### Task prompt
Set down every record below exactly as written.

──────

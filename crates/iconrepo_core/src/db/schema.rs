//! Declarative schema and idempotent (re)creation.
//!
//! # Invariants
//! - `TABLES` lists parents before the tables referencing them.
//! - Recreation runs in one transaction: either every table is fresh or
//!   none was touched.

use super::open::open_connection;
use super::{DbError, DbResult};
use log::{info, warn};
use rusqlite::{Connection, ErrorCode};
use std::path::Path;
use std::thread;
use std::time::Duration;

const DEFAULT_MAX_ATTEMPTS: u32 = 30;
const DEFAULT_RETRY_DELAY: Duration = Duration::from_secs(2);

/// One column: name and SQL type/constraint clause.
#[derive(Debug, Clone, Copy)]
pub struct ColumnSpec {
    pub name: &'static str,
    pub definition: &'static str,
}

/// One table: columns in declaration order plus table constraints.
#[derive(Debug, Clone, Copy)]
pub struct TableSpec {
    pub name: &'static str,
    pub columns: &'static [ColumnSpec],
    pub constraints: &'static [&'static str],
}

impl TableSpec {
    pub fn create_sql(&self) -> String {
        let mut clauses: Vec<String> = self
            .columns
            .iter()
            .map(|column| format!("{} {}", column.name, column.definition))
            .collect();
        clauses.extend(self.constraints.iter().map(|c| (*c).to_string()));
        format!("CREATE TABLE {} ({});", self.name, clauses.join(", "))
    }

    pub fn drop_sql(&self) -> String {
        format!("DROP TABLE IF EXISTS {};", self.name)
    }
}

const fn column(name: &'static str, definition: &'static str) -> ColumnSpec {
    ColumnSpec { name, definition }
}

pub const ICON_TABLE: TableSpec = TableSpec {
    name: "icon",
    columns: &[
        column("id", "INTEGER PRIMARY KEY AUTOINCREMENT"),
        column("name", "TEXT NOT NULL"),
        column("modified_by", "TEXT NOT NULL"),
        column(
            "modified_at",
            "INTEGER NOT NULL DEFAULT (CAST(strftime('%s', 'now') AS INTEGER) * 1000)",
        ),
    ],
    constraints: &["UNIQUE (name)"],
};

pub const ICON_FILE_TABLE: TableSpec = TableSpec {
    name: "icon_file",
    columns: &[
        column("id", "INTEGER PRIMARY KEY AUTOINCREMENT"),
        column(
            "icon_id",
            "INTEGER NOT NULL REFERENCES icon(id) ON DELETE CASCADE",
        ),
        column("file_format", "TEXT NOT NULL"),
        column("icon_size", "TEXT NOT NULL"),
        column("content", "BLOB NOT NULL"),
    ],
    constraints: &["UNIQUE (icon_id, file_format, icon_size)"],
};

pub const TAG_TABLE: TableSpec = TableSpec {
    name: "tag",
    columns: &[
        column("id", "INTEGER PRIMARY KEY AUTOINCREMENT"),
        column("text", "TEXT NOT NULL"),
    ],
    constraints: &["UNIQUE (text)"],
};

pub const ICON_TO_TAGS_TABLE: TableSpec = TableSpec {
    name: "icon_to_tags",
    columns: &[
        column(
            "icon_id",
            "INTEGER NOT NULL REFERENCES icon(id) ON DELETE CASCADE",
        ),
        column("tag_id", "INTEGER NOT NULL REFERENCES tag(id) ON DELETE CASCADE"),
    ],
    constraints: &["UNIQUE (icon_id, tag_id)"],
};

/// Every table of the schema, in dependency order.
pub const TABLES: &[TableSpec] = &[ICON_TABLE, ICON_FILE_TABLE, TAG_TABLE, ICON_TO_TAGS_TABLE];

/// Fixed-delay retry bound for schema bootstrap.
#[derive(Debug, Clone, Copy, PartialEq, Eq)]
pub struct RetryPolicy {
    pub max_attempts: u32,
    pub delay: Duration,
}

impl Default for RetryPolicy {
    fn default() -> Self {
        Self {
            max_attempts: DEFAULT_MAX_ATTEMPTS,
            delay: DEFAULT_RETRY_DELAY,
        }
    }
}

/// Drops and recreates every table at `path`.
///
/// Transient errors (database cannot be opened, busy or locked) are retried
/// up to `policy.max_attempts` with a fixed sleep between attempts; any
/// other error aborts at once.
pub fn bootstrap_schema(path: &Path, busy_timeout: Duration, policy: RetryPolicy) -> DbResult<()> {
    let max_attempts = policy.max_attempts.max(1);
    let mut attempt = 0;

    loop {
        attempt += 1;
        let err = match open_connection(path, busy_timeout).and_then(|mut conn| recreate(&mut conn))
        {
            Ok(()) => {
                info!(
                    "event=schema_bootstrap module=db status=ok attempt={} tables={}",
                    attempt,
                    TABLES.len()
                );
                return Ok(());
            }
            Err(DbError::Sqlite(err)) if is_transient(&err) => err,
            Err(err) => return Err(err),
        };

        warn!(
            "event=schema_bootstrap module=db status=retry attempt={} max_attempts={} error={}",
            attempt, max_attempts, err
        );
        if attempt >= max_attempts {
            return Err(DbError::RetriesExhausted {
                attempts: attempt,
                source: err,
            });
        }
        thread::sleep(policy.delay);
    }
}

/// Whether `err` means the database is not reachable yet.
pub fn is_transient(err: &rusqlite::Error) -> bool {
    matches!(
        err.sqlite_error_code(),
        Some(ErrorCode::CannotOpen | ErrorCode::DatabaseBusy | ErrorCode::DatabaseLocked)
    )
}

fn recreate(conn: &mut Connection) -> DbResult<()> {
    // Journal mode is persistent in the file; readers then never block on
    // the single writer.
    let _mode: String = conn.query_row("PRAGMA journal_mode = WAL;", [], |row| row.get(0))?;

    let tx = conn.transaction()?;
    for table in TABLES.iter().rev() {
        tx.execute_batch(&table.drop_sql())?;
    }
    for table in TABLES {
        tx.execute_batch(&table.create_sql())?;
    }
    tx.commit()?;
    Ok(())
}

──────

### Task solution
filename crates/iconrepo_core/src/db/schema.rs
//! Declarative schema and idempotent (re)creation.
//!
//! # Invariants
//! - `TABLES` lists parents before the tables referencing them.
//! - Recreation runs in one transaction: either every table is fresh or
//!   none was touched.

use super::open::open_connection;
use super::{DbError, DbResult};
use log::{info, warn};
use rusqlite::{Connection, ErrorCode};
use std::path::Path;
use std::thread;
use std::time::Duration;

const DEFAULT_MAX_ATTEMPTS: u32 = 30;
const DEFAULT_RETRY_DELAY: Duration = Duration::from_secs(2);

/// One column: name and SQL type/constraint clause.
#[derive(Debug, Clone, Copy)]
pub struct ColumnSpec {
    pub name: &'static str,
    pub definition: &'static str,
}

/// One table: columns in declaration order plus table constraints.
#[derive(Debug, Clone, Copy)]
pub struct TableSpec {
    pub name: &'static str,
    pub columns: &'static [ColumnSpec],
    pub constraints: &'static [&'static str],
}

impl TableSpec {
    pub fn create_sql(&self) -> String {
        let mut clauses: Vec<String> = self
            .columns
            .iter()
            .map(|column| format!("{} {}", column.name, column.definition))
            .collect();
        clauses.extend(self.constraints.iter().map(|c| (*c).to_string()));
        format!("CREATE TABLE {} ({});", self.name, clauses.join(", "))
    }

    pub fn drop_sql(&self) -> String {
        format!("DROP TABLE IF EXISTS {};", self.name)
    }
}

const fn column(name: &'static str, definition: &'static str) -> ColumnSpec {
    ColumnSpec { name, definition }
}

pub const ICON_TABLE: TableSpec = TableSpec {
    name: "icon",
    columns: &[
        column("id", "INTEGER PRIMARY KEY AUTOINCREMENT"),
        column("name", "TEXT NOT NULL"),
        column("modified_by", "TEXT NOT NULL"),
        column(
            "modified_at",
            "INTEGER NOT NULL DEFAULT (CAST(strftime('%s', 'now') AS INTEGER) * 1000)",
        ),
    ],
    constraints: &["UNIQUE (name)"],
};

pub const ICON_FILE_TABLE: TableSpec = TableSpec {
    name: "icon_file",
    columns: &[
        column("id", "INTEGER PRIMARY KEY AUTOINCREMENT"),
        column(
            "icon_id",
            "INTEGER NOT NULL REFERENCES icon(id) ON DELETE CASCADE",
        ),
        column("file_format", "TEXT NOT NULL"),
        column("icon_size", "TEXT NOT NULL"),
        column("content", "BLOB NOT NULL"),
    ],
    constraints: &["UNIQUE (icon_id, file_format, icon_size)"],
};

pub const TAG_TABLE: TableSpec = TableSpec {
    name: "tag",
    columns: &[
        column("id", "INTEGER PRIMARY KEY AUTOINCREMENT"),
        column("text", "TEXT NOT NULL"),
    ],
    constraints: &["UNIQUE (text)"],
};

pub const ICON_TO_TAGS_TABLE: TableSpec = TableSpec {
    name: "icon_to_tags",
    columns: &[
        column(
            "icon_id",
            "INTEGER NOT NULL REFERENCES icon(id) ON DELETE CASCADE",
        ),
        column("tag_id", "INTEGER NOT NULL REFERENCES tag(id) ON DELETE CASCADE"),
    ],
    constraints: &["UNIQUE (icon_id, tag_id)"],
};

/// Every table of the schema, in dependency order.
pub const TABLES: &[TableSpec] = &[ICON_TABLE, ICON_FILE_TABLE, TAG_TABLE, ICON_TO_TAGS_TABLE];

/// Fixed-delay retry bound for schema bootstrap.
#[derive(Debug, Clone, Copy, PartialEq, Eq)]
pub struct RetryPolicy {
    pub max_attempts: u32,
    pub delay: Duration,
}

impl Default for RetryPolicy {
    fn default() -> Self {
        Self {
            max_attempts: DEFAULT_MAX_ATTEMPTS,
            delay: DEFAULT_RETRY_DELAY,
        }
    }
}

/// Drops and recreates every table at `path`.
///
/// Transient errors (database cannot be opened, busy or locked) are retried
/// up to `policy.max_attempts` with a fixed sleep between attempts; any
/// other error aborts at once.
pub fn bootstrap_schema(path: &Path, busy_timeout: Duration, policy: RetryPolicy) -> DbResult<()> {
    let max_attempts = policy.max_attempts.max(1);
    let mut attempt = 0;

    loop {
        attempt += 1;
        let err = match open_connection(path, busy_timeout).and_then(|mut conn| recreate(&mut conn))
        {
            Ok(()) => {
                info!(
                    "event=schema_bootstrap module=db status=ok attempt={} tables={}",
                    attempt,
                    TABLES.len()
                );
                return Ok(());
            }
            Err(DbError::Sqlite(err)) if is_transient(&err) => err,
            Err(err) => return Err(err),
        };

        warn!(
            "event=schema_bootstrap module=db status=retry attempt={} max_attempts={} error={}",
            attempt, max_attempts, err
        );
        if attempt >= max_attempts {
            return Err(DbError::RetriesExhausted {
                attempts: attempt,
                source: err,
            });
        }
        thread::sleep(policy.delay);
    }
}

/// Whether `err` means the database is not reachable yet.
pub fn is_transient(err: &rusqlite::Error) -> bool {
    matches!(
        err.sqlite_error_code(),
        Some(ErrorCode::CannotOpen | ErrorCode::DatabaseBusy | ErrorCode::DatabaseLocked)
    )
}

fn recreate(conn: &mut Connection) -> DbResult<()> {
    // Journal mode is persistent in the file; readers then never block on
    // the single writer.
    let _mode: String = conn.query_row("PRAGMA journal_mode = WAL;", [], |row| row.get(0))?;

    let tx = conn.transaction()?;
    for table in TABLES.iter().rev() {
        tx.execute_batch(&table.drop_sql())?;
    }
    for table in TABLES {
        tx.execute_batch(&table.create_sql())?;
    }
    tx.commit()?;
    Ok(())
}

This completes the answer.